Civic institutions, like public education, were required to sanctify this policy, while “security” bureaucracies were established to ensure the citizenry conformed to the state ideology. Secret services, both public and private, were likewise established to promote the expansion of private American economic interests overseas.

It takes a book to explain the economic foundations of the war on drugs, and the reasons behind the regulation of the medical, pharmaceutical and drug manufacturers industries. Suffice it to say that by 1943, the nations of the “free world” were relying on America for their opium derivatives, under the guardianship of Harry Anslinger, the Commissioner of the Federal Bureau of Narcotics (FBN).

Narcotic drugs are a strategic resource, and when Anslinger learned that Peru had built a cocaine factory, he and the Board of Economic Warfare confiscated its product before it could be sold to Germany or Japan.

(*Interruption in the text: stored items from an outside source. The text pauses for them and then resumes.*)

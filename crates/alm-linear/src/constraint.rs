//! Linear constraints and objectives.

use std::fmt;

use alm_core::{Operator, Optimization, Penalty};
use indexmap::IndexMap;
use smallvec::SmallVec;

use crate::variable::{SpecId, Summand, Variable, VariableData};

pub(crate) type Terms = SmallVec<[Summand; 4]>;

/// Handle to a constraint owned by a [`LinearSpec`](crate::LinearSpec).
#[derive(Debug, Clone, Copy, PartialEq, Eq, Hash)]
pub struct Constraint {
    pub(crate) spec: SpecId,
    pub(crate) id: u32,
}

impl Constraint {
    /// The specification this constraint belongs to.
    pub fn spec(&self) -> SpecId {
        self.spec
    }
}

impl fmt::Display for Constraint {
    fn fmt(&self, f: &mut fmt::Formatter<'_>) -> fmt::Result {
        write!(f, "c{}", self.id)
    }
}

#[derive(Debug, Clone)]
pub(crate) struct ConstraintData {
    pub(crate) terms: Terms,
    pub(crate) op: Operator,
    pub(crate) rhs: f64,
    pub(crate) penalty: Option<Penalty>,
}

impl ConstraintData {
    pub(crate) fn references(&self, variable: Variable) -> bool {
        self.terms.iter().any(|term| term.variable == variable)
    }
}

/// A caller-supplied objective.
#[derive(Debug, Clone)]
pub(crate) struct Objective {
    pub(crate) terms: Terms,
    pub(crate) direction: Optimization,
}

/// Read-only view of a constraint.
///
/// Displays as `1 x1 - 1 x0 = 100`, with a `[soft w=.. p=..]` suffix for
/// soft constraints.
#[derive(Debug, Clone, Copy)]
pub struct ConstraintView<'a> {
    pub(crate) data: &'a ConstraintData,
    pub(crate) variables: &'a IndexMap<u32, VariableData>,
}

impl<'a> ConstraintView<'a> {
    pub fn terms(&self) -> &'a [Summand] {
        let data: &'a ConstraintData = self.data;
        &data.terms
    }

    pub fn operator(&self) -> Operator {
        self.data.op
    }

    pub fn rhs(&self) -> f64 {
        self.data.rhs
    }

    pub fn penalty(&self) -> Option<Penalty> {
        self.data.penalty
    }

    pub fn is_soft(&self) -> bool {
        self.data.penalty.is_some()
    }

    /// Left-hand side evaluated with the given variable values.
    pub fn evaluate(&self, value: impl Fn(Variable) -> f64) -> f64 {
        self.data
            .terms
            .iter()
            .map(|term| term.coefficient * value(term.variable))
            .sum()
    }

    /// How far the left-hand side is from satisfying the relation.
    pub fn violation(&self, value: impl Fn(Variable) -> f64) -> f64 {
        let lhs = self.evaluate(value);
        match self.data.op {
            Operator::Le => (lhs - self.data.rhs).max(0.0),
            Operator::Ge => (self.data.rhs - lhs).max(0.0),
            Operator::Eq => (lhs - self.data.rhs).abs(),
        }
    }

    fn name(&self, variable: Variable) -> String {
        self.variables
            .get(&variable.id)
            .map(|data| data.name(variable.id))
            .unwrap_or_else(|| variable.to_string())
    }
}

impl fmt::Display for ConstraintView<'_> {
    fn fmt(&self, f: &mut fmt::Formatter<'_>) -> fmt::Result {
        for (index, term) in self.data.terms.iter().enumerate() {
            let name = self.name(term.variable);
            let magnitude = term.coefficient.abs();
            match (index, term.coefficient < 0.0) {
                (0, false) => write!(f, "{magnitude} {name}")?,
                (0, true) => write!(f, "-{magnitude} {name}")?,
                (_, false) => write!(f, " + {magnitude} {name}")?,
                (_, true) => write!(f, " - {magnitude} {name}")?,
            }
        }
        write!(f, " {} {}", self.data.op, self.data.rhs)?;
        if let Some(penalty) = self.data.penalty {
            write!(f, " [soft w={} p={}]", penalty.weight, penalty.priority)?;
        }
        Ok(())
    }
}
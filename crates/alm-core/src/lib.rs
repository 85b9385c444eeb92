//! Core types, errors, and configuration for the ALM layout engine.
//!
//! This crate provides the foundational types used across the other alm crates:
//! - Axis, operator, and penalty value types
//! - Solver configuration
//! - Error types

pub mod config;
pub mod errors;
pub mod types;

pub use config::*;
pub use errors::*;
pub use types::*;
//! Error types for the ALM engine.

use std::time::Duration;

use thiserror::Error;

use crate::types::Axis;

/// Errors raised while building or solving a layout specification.
///
/// Everything except `Infeasible`, `Unbounded`, `StaleSolution`, `Timeout`
/// and `Solver` is detected locally at construction time and never needs a
/// solve.
#[derive(Debug, Clone, PartialEq, Error)]
pub enum LayoutError {
    #[error("Invalid range [{min}, {max}]: no finite value lies in it")]
    InvalidRange { min: f64, max: f64 },

    #[error("Invalid penalty weight {weight}: must be finite and non-negative")]
    InvalidWeight { weight: f64 },

    #[error("Invalid coefficient {value}: must be finite")]
    InvalidCoefficient { value: f64 },

    #[error("Constraint has no terms")]
    EmptyConstraint,

    #[error("Variable {variable} belongs to a different specification")]
    ForeignVariable { variable: String },

    #[error("Cannot combine a {left} tab with a {right} tab")]
    AxisMismatch { left: Axis, right: Axis },

    #[error("Unknown variable: {variable}")]
    UnknownVariable { variable: String },

    #[error("Unknown constraint: {constraint}")]
    UnknownConstraint { constraint: String },

    #[error("Specification is closed")]
    Closed,

    #[error("Hard constraints are infeasible")]
    Infeasible,

    #[error("Objective is unbounded")]
    Unbounded,

    #[error("Solution is stale; call solve() after mutating the specification")]
    StaleSolution,

    #[error("Solve did not finish within {0:?}")]
    Timeout(Duration),

    #[error("Solver failure: {0}")]
    Solver(String),
}

impl LayoutError {
    /// Whether the caller can recover by relaxing constraints and solving again.
    pub fn is_unsolvable(&self) -> bool {
        matches!(
            self,
            LayoutError::Infeasible | LayoutError::Unbounded | LayoutError::Timeout(_)
        )
    }
}

pub type LayoutResult<T> = Result<T, LayoutError>;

In another instance, Anslinger and his counterpart at the State Department prevented a drug manufacturer in Argentina from selling drugs to Germany.

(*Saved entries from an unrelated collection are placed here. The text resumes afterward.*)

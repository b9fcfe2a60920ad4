//! Grid reachability: multi-source BFS distance fields with an LRU memo,
//! plus the oriented shortest-time query used by rotation-aware planning.
//!
//! Distance fields are keyed by `(grid id, sorted sources)` in a global LRU
//! cache. Values are deterministic, so concurrent writers may race freely
//! (last writer wins).

use std::collections::{HashSet, VecDeque};
use std::num::NonZeroUsize;
use std::sync::{Arc, Mutex, OnceLock};

use lru::LruCache;
use pathfinding::directed::bfs::bfs;

use crate::grid::{Cell, Dir, Grid};

/// Marker for cells no source can reach.
pub const UNREACHABLE: i32 = -1;

/// Step-count distance from the nearest of `sources` to every cell, indexed
/// by `y * width + x`; unreachable cells hold [`UNREACHABLE`]. Blocked or
/// out-of-bounds sources are ignored.
pub fn multi_source_bfs(grid: &Grid, sources: &[Cell]) -> Vec<i32> {
    let mut dist = vec![UNREACHABLE; grid.cell_count()];
    let mut queue = VecDeque::new();
    for &source in sources {
        if !grid.passable(source) {
            continue;
        }
        let index = grid.index(source);
        if dist[index] == UNREACHABLE {
            dist[index] = 0;
            queue.push_back(source);
        }
    }
    while let Some(cell) = queue.pop_front() {
        let here = dist[grid.index(cell)];
        for next in grid.neighbours(cell) {
            let slot = &mut dist[grid.index(next)];
            if *slot == UNREACHABLE {
                *slot = here + 1;
                queue.push_back(next);
            }
        }
    }
    dist
}

/// Global distance-field cache (64 fields; one field is a few KB per 1k cells).
fn distance_cache() -> &'static Mutex<LruCache<(u64, Vec<u32>), Arc<Vec<i32>>>> {
    static CACHE: OnceLock<Mutex<LruCache<(u64, Vec<u32>), Arc<Vec<i32>>>>> = OnceLock::new();
    CACHE.get_or_init(|| {
        Mutex::new(LruCache::new(
            NonZeroUsize::new(64).expect("cache size must be non-zero"),
        ))
    })
}

/// [`multi_source_bfs`] with memoization keyed by the grid's opaque id and
/// the deduplicated, sorted source set.
pub fn cached_multi_source_bfs(grid: &Grid, sources: &[Cell]) -> Arc<Vec<i32>> {
    let mut key_sources: Vec<u32> = sources
        .iter()
        .filter(|&&cell| grid.passable(cell))
        .map(|&cell| grid.index(cell) as u32)
        .collect();
    key_sources.sort_unstable();
    key_sources.dedup();
    let key = (grid.id(), key_sources);

    let mut cache = distance_cache().lock().unwrap();
    cache
        .get_or_insert(key, || Arc::new(multi_source_bfs(grid, sources)))
        .clone()
}

/// Largest distance any of `cells` has in `dist`, or `None` if one of them
/// is unreachable. An empty slice yields `Some(0)`.
pub fn max_distance_to(grid: &Grid, dist: &[i32], cells: &[Cell]) -> Option<u32> {
    let mut worst = 0u32;
    for &cell in cells {
        let d = dist[grid.index(cell)];
        if d < 0 {
            return None;
        }
        worst = worst.max(d as u32);
    }
    Some(worst)
}

/// The cells among `cells` that `dist` marks unreachable.
pub fn unreachable_cells(grid: &Grid, dist: &[i32], cells: &[Cell]) -> Vec<Cell> {
    cells
        .iter()
        .copied()
        .filter(|&cell| dist[grid.index(cell)] < 0)
        .collect()
}

/// The k-th smallest distance (1-based) among the reachable entries of
/// `cells`, or `None` if fewer than `k` are reachable. `k = 0` yields
/// `Some(0)`.
pub fn kth_smallest_distance(grid: &Grid, dist: &[i32], cells: &[Cell], k: usize) -> Option<u32> {
    if k == 0 {
        return Some(0);
    }
    let mut reachable: Vec<u32> = cells
        .iter()
        .filter_map(|&cell| u32::try_from(dist[grid.index(cell)]).ok())
        .collect();
    if reachable.len() < k {
        return None;
    }
    reachable.sort_unstable();
    Some(reachable[k - 1])
}

/// Fewest timesteps for one agent at `start` facing `facing` to stand on any
/// of `targets`, moving only along its facing and turning 90° per step.
/// `None` if no target is reachable.
pub fn shortest_time_with_rotation(
    grid: &Grid,
    start: Cell,
    facing: Dir,
    targets: &[Cell],
) -> Option<u32> {
    let goal: HashSet<Cell> = targets.iter().copied().collect();
    if goal.is_empty() {
        return None;
    }
    let route = bfs(
        &(start, facing),
        |&(cell, dir)| {
            let mut next: Vec<(Cell, Dir)> = dir
                .perpendicular()
                .into_iter()
                .map(|turned| (cell, turned))
                .collect();
            if let Some(ahead) = grid.step(cell, dir) {
                next.push((ahead, dir));
            }
            next
        },
        |&(cell, _)| goal.contains(&cell),
    )?;
    Some((route.len() - 1) as u32)
}

#[cfg(test)]
mod tests {
    use super::*;

    fn walled_grid() -> Grid {
        // Vertical wall at x = 1 splits the columns.
        Grid::from_rows(&[vec![0, 1, 0], vec![0, 1, 0]]).expect("grid")
    }

    #[test]
    fn bfs_respects_walls() {
        let grid = walled_grid();
        let dist = multi_source_bfs(&grid, &[Cell::new(0, 0)]);
        assert_eq!(dist[grid.index(Cell::new(0, 0))], 0);
        assert_eq!(dist[grid.index(Cell::new(0, 1))], 1);
        assert_eq!(dist[grid.index(Cell::new(2, 0))], UNREACHABLE);
        assert_eq!(dist[grid.index(Cell::new(2, 1))], UNREACHABLE);
    }

    #[test]
    fn bfs_takes_the_nearest_source() {
        let grid = Grid::from_rows(&[vec![0, 0, 0, 0]]).expect("grid");
        let dist = multi_source_bfs(&grid, &[Cell::new(0, 0), Cell::new(3, 0)]);
        assert_eq!(dist[grid.index(Cell::new(1, 0))], 1);
        assert_eq!(dist[grid.index(Cell::new(2, 0))], 1);
    }

    #[test]
    fn cached_field_matches_uncached() {
        let grid = walled_grid();
        let sources = [Cell::new(0, 1), Cell::new(0, 0)];
        let cached = cached_multi_source_bfs(&grid, &sources);
        assert_eq!(*cached, multi_source_bfs(&grid, &sources));
        // Source order must not change the key.
        let again = cached_multi_source_bfs(&grid, &[Cell::new(0, 0), Cell::new(0, 1)]);
        assert!(Arc::ptr_eq(&cached, &again));
    }

    #[test]
    fn distance_summaries() {
        let grid = walled_grid();
        let dist = multi_source_bfs(&grid, &[Cell::new(0, 0)]);
        let cells = [Cell::new(0, 1), Cell::new(2, 0)];
        assert_eq!(max_distance_to(&grid, &dist, &cells), None);
        assert_eq!(max_distance_to(&grid, &dist, &cells[..1]), Some(1));
        assert_eq!(max_distance_to(&grid, &dist, &[]), Some(0));
        assert_eq!(unreachable_cells(&grid, &dist, &cells), vec![Cell::new(2, 0)]);
        assert_eq!(kth_smallest_distance(&grid, &dist, &cells, 1), Some(1));
        assert_eq!(kth_smallest_distance(&grid, &dist, &cells, 2), None);
    }

    #[test]
    fn oriented_shortest_time_charges_turns() {
        let grid = Grid::from_rows(&[vec![0, 0, 0]]).expect("grid");
        let target = [Cell::new(2, 0)];
        assert_eq!(
            shortest_time_with_rotation(&grid, Cell::new(0, 0), Dir::East, &target),
            Some(2)
        );
        assert_eq!(
            shortest_time_with_rotation(&grid, Cell::new(0, 0), Dir::South, &target),
            Some(3)
        );
        // A half turn takes two quarter turns.
        assert_eq!(
            shortest_time_with_rotation(&grid, Cell::new(0, 0), Dir::West, &target),
            Some(4)
        );
    }
}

At the same time, according to Douglas Clark Kinder and William O. Walker III in their article, “Stable Force In a Storm: Harry J. Anslinger and United States Narcotic Policy, 1930-1962,” Anslinger permitted “an American company to ship drugs to Southeast Asia despite receiving intelligence reports that French authorities were permitting opiate smuggling into China and collaborating with Japanese drug traffickers.”

Federal drug law enforcement’s relationship with the espionage establishment matured with the creation of CIA’s predecessor organization, the Office of Strategic Services. Prior to the Second World War, the FBN was the government agency most adept at conducting covert operations at home and abroad. As a result, OSS chief William Donovan asked Anslinger to provide seasoned FBN agents to help organize the OSS and train its agents to work undercover, avoid security forces in hostile nations, manage agent networks, and engage in sabotage and subversion.

The relationship expanded during the war, when FBN executives and agents worked with OSS scientists in domestic “truth drug” experiments involving marijuana. The “extra-legal” nature of the relationship continued after the war: when the CIA decided to test LSD on unsuspecting American citizens, FBN agents were chosen to operate the safe houses where the experiments were conducted.

The relationship was formalized overseas in 1951, when Agent Charlie Siragusa opened an office in Rome and began to develop the FBN’s foreign operations. In the 1950s, FBN agents posted overseas spent half their time doing “favors” for the CIA, such as investigating diversions of strategic materials behind the Iron Curtain. A handful of FBN agents were actually recruited into the CIA while maintaining their FBN credentials as cover.

Officially, FBN agents set limits. Siragusa, for example, claimed to object when the CIA asked him to mount a “controlled delivery” into the U.S. as a way of identifying the American members of a smuggling ring with Communist affiliations.

As Siragusa said, “The FBN could never knowingly allow two pounds of heroin to be delivered into the United States and be pushed to Mafia customers in the New York City area, even if in the long run we could seize a bigger haul.”1

And in 1960, when the CIA asked him to recruit assassins from his stable of underworld contacts, Siragusa again claimed to have refused. But drug traffickers, including, most prominently, Santo Trafficante Jr., were soon participating in CIA attempts to assassinate Fidel Castro.

As the dominant partner in the relationship, the CIA exploited its affinity with the FBN. “Like the CIA,” FBN Agent Robert DeFauw explained, “narcotic agents mount covert operations. We pose as members of the narcotics trade. The big difference is that we were in foreign countries legally, and through our police and intelligence sources, we could check out just about anyone or anything. Not only that, we were operational. So the CIA jumped in our stirrups.”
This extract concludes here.